£40k-a-year brickies, labour shortages, surging building materials
imports and stretching delivery times. It all sounds like a bubble. Two
housebuilders, Galliford Try and Crest Nicholson - both led by sagacious and candid
chief executives - were both expansive on the issue during their Stock Market
updates yesterday, despite the majority of their peers refusing to say the “B”
word.
Bricklayers’ pay has surged by 20% in a mere six months, according
to Galliford, while Crest said bricks, tiles and blocks were taking twice as
long to deliver. “There’s a bit of a panic in the industry around bricks and the
supply of insulation blocks, “ GT’s Greg Fitzgerald told today’s FT, while
Crest’s Stephen Stone said his supply chain was “struggling to cope”.
This may temper - but far from cancel out - margin growth over
the next couple of years, since the undoubted cause of the pressures, Help to
Buy, will push up house prices while the three year scheme steams on. But
labour and material pressures are likely to leech out into other building
sectors and possibly impact the feasibility of commercial and other projects.
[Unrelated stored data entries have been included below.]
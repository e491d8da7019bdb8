use serde::{Deserialize, Serialize};
use std::fmt;
use std::str::FromStr;

use super::LabelPair;

/// Which product this process serves.
#[derive(Debug, Clone, Copy, PartialEq, Eq, Default, Serialize, Deserialize)]
#[serde(rename_all = "snake_case")]
pub enum Variant {
    /// Generic cat/dog photo classifier.
    #[default]
    Animal,
    /// Medical scan classifier with optional segmentation model.
    Medical,
}

impl Variant {
    #[must_use]
    pub const fn as_str(&self) -> &'static str {
        match self {
            Self::Animal => "animal",
            Self::Medical => "medical",
        }
    }

    /// Built-in settings for this variant before any config overrides.
    #[must_use]
    pub fn preset(&self) -> DeploymentProfile {
        match self {
            Self::Animal => DeploymentProfile {
                variant: *self,
                allowed_extensions: vec!["png".into(), "jpg".into(), "jpeg".into()],
                image_size: 150,
                decision_threshold: 0.5,
                post_login_route: "/dashboard".to_string(),
                color_policy: ColorPolicy::Any,
                labels: LabelPair::new("Cat", "Dog"),
                segment_labels: LabelPair::new("Foreground detected", "No foreground detected"),
            },
            Self::Medical => DeploymentProfile {
                variant: *self,
                allowed_extensions: vec!["png".into()],
                image_size: 224,
                decision_threshold: 0.5,
                post_login_route: "/home".to_string(),
                color_policy: ColorPolicy::Any,
                labels: LabelPair::new("Cancerous", "Non-Cancerous"),
                segment_labels: LabelPair::new("Tumor region detected", "No tumor region detected"),
            },
        }
    }
}

impl fmt::Display for Variant {
    fn fmt(&self, f: &mut fmt::Formatter<'_>) -> fmt::Result {
        f.write_str(self.as_str())
    }
}

impl FromStr for Variant {
    type Err = String;

    fn from_str(s: &str) -> Result<Self, Self::Err> {
        match s.to_ascii_lowercase().as_str() {
            "animal" | "catdog" => Ok(Self::Animal),
            "medical" | "mri" => Ok(Self::Medical),
            other => Err(format!("Unknown variant '{other}' (expected animal or medical)")),
        }
    }
}

/// Colour-mode rule applied to a stored upload after it is decoded.
#[derive(Debug, Clone, Copy, PartialEq, Eq, Default, Serialize, Deserialize)]
#[serde(rename_all = "snake_case")]
pub enum ColorPolicy {
    #[default]
    Any,
    RequireRgb,
    RejectRgb,
}

impl ColorPolicy {
    /// Whether an image with (`has_color == true`) or without colour
    /// channels passes this policy.
    #[must_use]
    pub const fn permits(&self, has_color: bool) -> bool {
        match self {
            Self::Any => true,
            Self::RequireRgb => has_color,
            Self::RejectRgb => !has_color,
        }
    }
}

/// Fully resolved per-deployment settings.
#[derive(Debug, Clone, PartialEq, Serialize)]
pub struct DeploymentProfile {
    pub variant: Variant,

    /// Lowercase extensions without the leading dot.
    pub allowed_extensions: Vec<String>,

    /// Square edge length of the model input.
    pub image_size: u32,

    pub decision_threshold: f32,

    pub post_login_route: String,

    pub color_policy: ColorPolicy,

    pub labels: LabelPair,

    pub segment_labels: LabelPair,
}

impl DeploymentProfile {
    #[must_use]
    pub fn allows_extension(&self, extension: &str) -> bool {
        self.allowed_extensions
            .iter()
            .any(|allowed| allowed.eq_ignore_ascii_case(extension))
    }

    /// Human-readable list for rejection messages, e.g. `PNG, JPG, JPEG`.
    #[must_use]
    pub fn extension_list(&self) -> String {
        self.allowed_extensions
            .iter()
            .map(|e| e.to_ascii_uppercase())
            .collect::<Vec<_>>()
            .join(", ")
    }

    /// Value for the `accept` attribute of the upload input.
    #[must_use]
    pub fn accept_attribute(&self) -> String {
        self.allowed_extensions
            .iter()
            .map(|e| format!(".{e}"))
            .collect::<Vec<_>>()
            .join(",")
    }
}

#[cfg(test)]
mod tests {
    use super::*;

    #[test]
    fn presets_differ_where_variants_differ() {
        let animal = Variant::Animal.preset();
        let medical = Variant::Medical.preset();

        assert_eq!(animal.image_size, 150);
        assert_eq!(medical.image_size, 224);
        assert_eq!(animal.post_login_route, "/dashboard");
        assert_eq!(medical.post_login_route, "/home");
        assert!(animal.allows_extension("JPEG"));
        assert!(!medical.allows_extension("jpg"));
        assert_eq!(medical.extension_list(), "PNG");
    }

    #[test]
    fn color_policy_permits() {
        assert!(ColorPolicy::Any.permits(true));
        assert!(ColorPolicy::Any.permits(false));
        assert!(ColorPolicy::RequireRgb.permits(true));
        assert!(!ColorPolicy::RequireRgb.permits(false));
        assert!(!ColorPolicy::RejectRgb.permits(true));
        assert!(ColorPolicy::RejectRgb.permits(false));
    }

    #[test]
    fn variant_parsing() {
        assert_eq!("Medical".parse::<Variant>().unwrap(), Variant::Medical);
        assert_eq!("catdog".parse::<Variant>().unwrap(), Variant::Animal);
        assert!("xray".parse::<Variant>().is_err());
    }

    #[test]
    fn accept_attribute_lists_dotted_extensions() {
        assert_eq!(Variant::Animal.preset().accept_attribute(), ".png,.jpg,.jpeg");
    }
}
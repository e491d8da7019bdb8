use serde::{Deserialize, Serialize};
use std::fmt;

/// The two labels a binary model chooses between.
///
/// `positive` is selected when the score reaches the decision threshold.
#[derive(Debug, Clone, PartialEq, Eq, Serialize, Deserialize)]
pub struct LabelPair {
    pub positive: String,
    pub negative: String,
}

impl LabelPair {
    #[must_use]
    pub fn new(positive: impl Into<String>, negative: impl Into<String>) -> Self {
        Self {
            positive: positive.into(),
            negative: negative.into(),
        }
    }
}

/// Probability of the chosen label, always within `[0, 1]`.
#[derive(Debug, Clone, Copy, PartialEq, PartialOrd, Serialize)]
pub struct Confidence(f32);

impl Confidence {
    #[must_use]
    pub fn new(value: f32) -> Self {
        Self(value.clamp(0.0, 1.0))
    }

    #[must_use]
    pub const fn value(&self) -> f32 {
        self.0
    }
}

impl fmt::Display for Confidence {
    fn fmt(&self, f: &mut fmt::Formatter<'_>) -> fmt::Result {
        write!(f, "{:.1}%", self.0 * 100.0)
    }
}

/// Outcome of a single forward pass.
#[derive(Debug, Clone, PartialEq, Serialize)]
pub struct Classification {
    pub label: String,
    pub confidence: Confidence,
    /// Raw reduced model score before thresholding.
    pub score: f32,
}

impl Classification {
    /// Applies `threshold` to `score`: at or above selects the positive label.
    #[must_use]
    pub fn from_score(score: f32, threshold: f32, labels: &LabelPair) -> Self {
        if score >= threshold {
            Self {
                label: labels.positive.clone(),
                confidence: Confidence::new(score),
                score,
            }
        } else {
            Self {
                label: labels.negative.clone(),
                confidence: Confidence::new(1.0 - score),
                score,
            }
        }
    }
}

#[cfg(test)]
mod tests {
    use super::*;

    #[test]
    fn threshold_boundary_selects_positive() {
        let labels = LabelPair::new("Cat", "Dog");

        let at = Classification::from_score(0.5, 0.5, &labels);
        assert_eq!(at.label, "Cat");

        let below = Classification::from_score(0.2, 0.5, &labels);
        assert_eq!(below.label, "Dog");
        assert!((below.confidence.value() - 0.8).abs() < 1e-6);
    }

    #[test]
    fn confidence_is_clamped_and_formatted() {
        assert!((Confidence::new(1.7).value() - 1.0).abs() < f32::EPSILON);
        assert_eq!(Confidence::new(0.875).to_string(), "87.5%");
    }
}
From a housebuilding perspective, however, it might help on a
tricky political issue. The government expects the builders to expand housing
production far more than they privately intend. The travails of the planning
system remains the “prebuttal” of choice in advance of what is likely to become
increasingly intense scrutiny. Now they can add supply problems. “Thank
goodness we’re not looking to increase supply too much but more on increasing
revenue,” Fitzgerald, perhaps unguardedly, let slip to the Pink Paper.